THE RECORDS
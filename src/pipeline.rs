// SPDX-License-Identifier: AGPL-3.0-only

//! The iteration driver.
//!
//! One iteration is a fixed sequence of barrier-separated phases over the
//! active population:
//!
//! ```text
//!   rule ──▶ refine ──▶ classify ──▶ filter/accumulate ──▶ split
//!   [raw ests]  [two-level]  [active + dim]  [compact + total]   [double]
//! ```
//!
//! The loop leaves `RUNNING` in one of three ways: `Converged` (no active
//! regions left, or the global error fits the target), `Exhausted`
//! (iteration or region budget hit), or `Unconvergeable` (the classifier
//! proved the budget is already spent). All three report best-effort totals;
//! none of them is an `Err`.

use serde::{Deserialize, Serialize};

use crate::classify::{
    permissible_error, BudgetClassifier, Classifier, ClassifyResult, GlobalState,
};
use crate::error::CubatureError;
use crate::filter::{compact, RunningTotal};
use crate::refine::refine_errors;
use crate::rule::{CubatureRule, Integrand};
use crate::scan::sum;
use crate::split::split;
use crate::storage::{RegionCharacteristics, RegionEstimates, RegionStore};
use crate::tolerances::{
    default_splits_per_dim, DEFAULT_EPSABS, DEFAULT_EPSREL, DEFAULT_MAX_ITERATIONS,
    DEFAULT_MAX_REGIONS,
};

/// Global convergence target and resource budgets.
#[derive(Debug, Clone, Serialize, Deserialize)]
pub struct Target {
    /// Relative-error target, strictly positive.
    pub epsrel: f64,
    /// Absolute-error target, non-negative.
    pub epsabs: f64,
    /// Iteration ceiling.
    pub max_iterations: usize,
    /// Ceiling on the active region population.
    pub max_regions: usize,
}

impl Target {
    /// # Errors
    ///
    /// Rejects a non-positive or non-finite `epsrel` and a negative or
    /// non-finite `epsabs`.
    pub fn new(epsrel: f64, epsabs: f64) -> Result<Self, CubatureError> {
        if !epsrel.is_finite() || epsrel <= 0.0 {
            return Err(CubatureError::InvalidTolerance {
                name: "epsrel",
                value: epsrel,
            });
        }
        if !epsabs.is_finite() || epsabs < 0.0 {
            return Err(CubatureError::InvalidTolerance {
                name: "epsabs",
                value: epsabs,
            });
        }
        Ok(Self {
            epsrel,
            epsabs,
            max_iterations: DEFAULT_MAX_ITERATIONS,
            max_regions: DEFAULT_MAX_REGIONS,
        })
    }

    #[must_use]
    pub fn with_budgets(mut self, max_iterations: usize, max_regions: usize) -> Self {
        self.max_iterations = max_iterations;
        self.max_regions = max_regions;
        self
    }
}

impl Default for Target {
    fn default() -> Self {
        Self {
            epsrel: DEFAULT_EPSREL,
            epsabs: DEFAULT_EPSABS,
            max_iterations: DEFAULT_MAX_ITERATIONS,
            max_regions: DEFAULT_MAX_REGIONS,
        }
    }
}

/// Terminal state of a run.
#[derive(Debug, Clone, Copy, PartialEq, Eq, Serialize, Deserialize)]
pub enum Status {
    /// Global error within target (or no active regions remain).
    Converged,
    /// Iteration or region budget hit before the target was met.
    Exhausted,
    /// The classifier proved no finite subdivision plan meets the target.
    Unconvergeable,
}

/// Result surfaced to the caller: finished totals plus whatever the still
/// active regions contributed at termination.
#[derive(Debug, Clone, Serialize, Deserialize)]
pub struct IntegrationResult {
    pub estimate: f64,
    pub errorest: f64,
    /// Total regions ever created, initial partition included.
    pub regions_created: usize,
    pub iterations: usize,
    pub status: Status,
}

/// The adaptive region-management engine.
///
/// Generic over the classification policy; [`CubatureEngine::new`] wires in
/// the default [`BudgetClassifier`].
#[derive(Debug, Clone)]
pub struct CubatureEngine<C = BudgetClassifier> {
    target: Target,
    classifier: C,
    relerr_classification: bool,
    splits_per_dim: Option<usize>,
}

impl CubatureEngine<BudgetClassifier> {
    #[must_use]
    pub fn new(target: Target) -> Self {
        Self::with_classifier(target, BudgetClassifier::default())
    }
}

impl<C: Classifier> CubatureEngine<C> {
    #[must_use]
    pub fn with_classifier(target: Target, classifier: C) -> Self {
        Self {
            target,
            classifier,
            relerr_classification: true,
            splits_per_dim: None,
        }
    }

    /// Disable (or re-enable) relative-error pre-classification during
    /// refinement; disabled means the conservative fallback everywhere.
    #[must_use]
    pub fn relerr_classification(mut self, enabled: bool) -> Self {
        self.relerr_classification = enabled;
        self
    }

    /// Override the dimension-based initial partition schedule.
    #[must_use]
    pub fn splits_per_dim(mut self, splits: usize) -> Self {
        self.splits_per_dim = Some(splits);
        self
    }

    /// Integrate `f` over the hyper-rectangle `bounds`.
    ///
    /// # Errors
    ///
    /// Only for invalid input (bad bounds, oversized initial partition);
    /// non-convergence is reported through [`IntegrationResult::status`].
    pub fn run<R: CubatureRule>(
        &self,
        bounds: &[(f64, f64)],
        rule: &R,
        f: &dyn Integrand,
    ) -> Result<IntegrationResult, CubatureError> {
        let ndim = bounds.len();
        let splits = self
            .splits_per_dim
            .unwrap_or_else(|| default_splits_per_dim(ndim));
        let mut store = RegionStore::uniform(bounds, splits, self.target.max_regions)?;

        let mut global = GlobalState {
            finished_integral: 0.0,
            finished_error: 0.0,
            active_integral: 0.0,
            active_error: 0.0,
            domain_extent: bounds.iter().map(|&(lo, hi)| hi - lo).collect(),
        };
        let mut parents = RegionEstimates::empty();
        let mut total = RunningTotal::default();
        let mut regions_created = store.len();
        let mut iterations = 0usize;

        loop {
            iterations += 1;

            // Phase 1: raw per-region estimates from the injected rule.
            let mut estimates = rule.estimate(&store, f);

            // Phase 2: two-level refinement against the retained parents
            // (skipped on the first iteration, when there is no history).
            let mut pre = RegionCharacteristics::all_active(store.len());
            refine_errors(
                &mut estimates,
                &parents,
                &mut pre,
                self.target.epsrel,
                self.target.epsabs,
                self.relerr_classification,
            );

            // Phase 3: classification under the current global picture.
            global.finished_integral = total.integral;
            global.finished_error = total.error;
            global.active_integral = sum(&estimates.integral);
            global.active_error = sum(&estimates.error);

            let mut chars =
                match self
                    .classifier
                    .classify(&store, &estimates, &pre, &self.target, &global)
                {
                    ClassifyResult::Classified(chars) => chars,
                    ClassifyResult::CannotConverge => {
                        return Ok(IntegrationResult {
                            estimate: total.integral + global.active_integral,
                            errorest: total.error + global.active_error,
                            regions_created,
                            iterations,
                            status: Status::Unconvergeable,
                        });
                    }
                };

            // Phase 4: compact survivors, accumulate the finished.
            let n_active = compact(&mut store, &mut chars, &estimates, &mut parents, &mut total);

            let estimate = total.integral + sum(&parents.integral);
            let errorest = total.error + sum(&parents.error);

            if n_active == 0
                || errorest <= permissible_error(estimate, self.target.epsrel, self.target.epsabs)
            {
                return Ok(IntegrationResult {
                    estimate,
                    errorest,
                    regions_created,
                    iterations,
                    status: Status::Converged,
                });
            }
            if iterations >= self.target.max_iterations
                || 2 * store.len() > self.target.max_regions
            {
                return Ok(IntegrationResult {
                    estimate,
                    errorest,
                    regions_created,
                    iterations,
                    status: Status::Exhausted,
                });
            }

            // Phase 5: bisect every survivor; the population doubles.
            split(&mut store, &chars);
            regions_created += store.len();
        }
    }
}

#[cfg(test)]
mod tests {
    use super::*;
    use crate::rule::MidpointPairRule;
    use crate::tolerances::EXACT_F64;

    #[test]
    fn constant_integrand_converges_in_one_iteration_any_dimension() {
        for ndim in 1..=5 {
            let bounds: Vec<(f64, f64)> = vec![(0.0, 1.0); ndim];
            let target = Target::new(1e-3, 1e-12).unwrap();
            let result = CubatureEngine::new(target)
                .run(&bounds, &MidpointPairRule, &|_: &[f64]| 2.0)
                .unwrap();

            assert_eq!(result.status, Status::Converged, "ndim = {ndim}");
            assert_eq!(result.iterations, 1, "ndim = {ndim}");
            assert!((result.estimate - 2.0).abs() < EXACT_F64);
            assert!(result.errorest < EXACT_F64);
        }
    }

    #[test]
    fn quadratic_converges_to_exact_value() {
        let target = Target::new(1e-3, 1e-12).unwrap();
        let result = CubatureEngine::new(target)
            .run(&[(0.0, 1.0)], &MidpointPairRule, &|x: &[f64]| x[0] * x[0])
            .unwrap();

        assert_eq!(result.status, Status::Converged);
        assert!(
            (result.estimate - 1.0 / 3.0).abs() < 5e-3,
            "estimate = {}",
            result.estimate
        );
        assert!(result.regions_created >= 4);
    }

    #[test]
    fn iteration_budget_reports_exhausted_with_best_effort_estimate() {
        let target = Target::new(1e-12, 0.0).unwrap().with_budgets(2, 1 << 20);
        let result = CubatureEngine::new(target)
            .run(&[(0.0, 1.0), (0.0, 1.0)], &MidpointPairRule, &|x: &[f64]| {
                (10.0 * x[0]).sin() * (7.0 * x[1]).cos()
            })
            .unwrap();

        assert_eq!(result.status, Status::Exhausted);
        assert_eq!(result.iterations, 2);
        assert!(result.estimate.is_finite());
        assert!(result.errorest > 0.0);
    }

    #[test]
    fn region_budget_reports_exhausted() {
        // 16 initial regions, ceiling 20: the first split would need 32.
        let target = Target::new(1e-12, 0.0).unwrap().with_budgets(50, 20);
        let result = CubatureEngine::new(target)
            .splits_per_dim(4)
            .run(&[(0.0, 1.0), (0.0, 1.0)], &MidpointPairRule, &|x: &[f64]| {
                (10.0 * x[0]).sin() + x[1]
            })
            .unwrap();

        assert_eq!(result.status, Status::Exhausted);
        assert_eq!(result.iterations, 1);
    }

    #[test]
    fn rejects_invalid_tolerances() {
        assert!(matches!(
            Target::new(0.0, 1e-6),
            Err(CubatureError::InvalidTolerance { name: "epsrel", .. })
        ));
        assert!(matches!(
            Target::new(1e-3, -1.0),
            Err(CubatureError::InvalidTolerance { name: "epsabs", .. })
        ));
    }

    #[test]
    fn rejects_invalid_domain() {
        let target = Target::new(1e-3, 1e-12).unwrap();
        let engine = CubatureEngine::new(target);
        assert!(matches!(
            engine.run(&[], &MidpointPairRule, &|_: &[f64]| 1.0),
            Err(CubatureError::EmptyDomain)
        ));
        assert!(matches!(
            engine.run(&[(1.0, 0.0)], &MidpointPairRule, &|_: &[f64]| 1.0),
            Err(CubatureError::InvalidBounds { dim: 0, .. })
        ));
    }

    #[test]
    fn separable_polynomial_in_three_dimensions() {
        // ∫∫∫ x·y·z over [0,1]³ = 1/8. Linear per axis, so the midpoint
        // levels agree and the grid estimate is already exact.
        let target = Target::new(1e-3, 1e-12).unwrap();
        let result = CubatureEngine::new(target)
            .run(
                &[(0.0, 1.0), (0.0, 1.0), (0.0, 1.0)],
                &MidpointPairRule,
                &|x: &[f64]| x[0] * x[1] * x[2],
            )
            .unwrap();

        assert_eq!(result.status, Status::Converged);
        assert!(
            (result.estimate - 0.125).abs() < EXACT_F64,
            "estimate = {}",
            result.estimate
        );
    }

    #[test]
    fn non_unit_domain_is_handled() {
        // ∫ x over [2, 4] = 6.
        let target = Target::new(1e-3, 1e-12).unwrap();
        let result = CubatureEngine::new(target)
            .run(&[(2.0, 4.0)], &MidpointPairRule, &|x: &[f64]| x[0])
            .unwrap();
        assert_eq!(result.status, Status::Converged);
        assert!((result.estimate - 6.0).abs() < 1e-6);
    }

    #[test]
    fn disabled_relerr_classification_still_converges() {
        let target = Target::new(1e-3, 1e-12).unwrap();
        let result = CubatureEngine::new(target)
            .relerr_classification(false)
            .run(&[(0.0, 1.0)], &MidpointPairRule, &|x: &[f64]| x[0] * x[0])
            .unwrap();
        assert_eq!(result.status, Status::Converged);
        assert!((result.estimate - 1.0 / 3.0).abs() < 5e-3);
    }
}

WHAT IS BEING ASKED
The lines above that hold the word "RegionCharacteristics" need counting; write the count and nothing more.

RESULT OF THIS TASK
2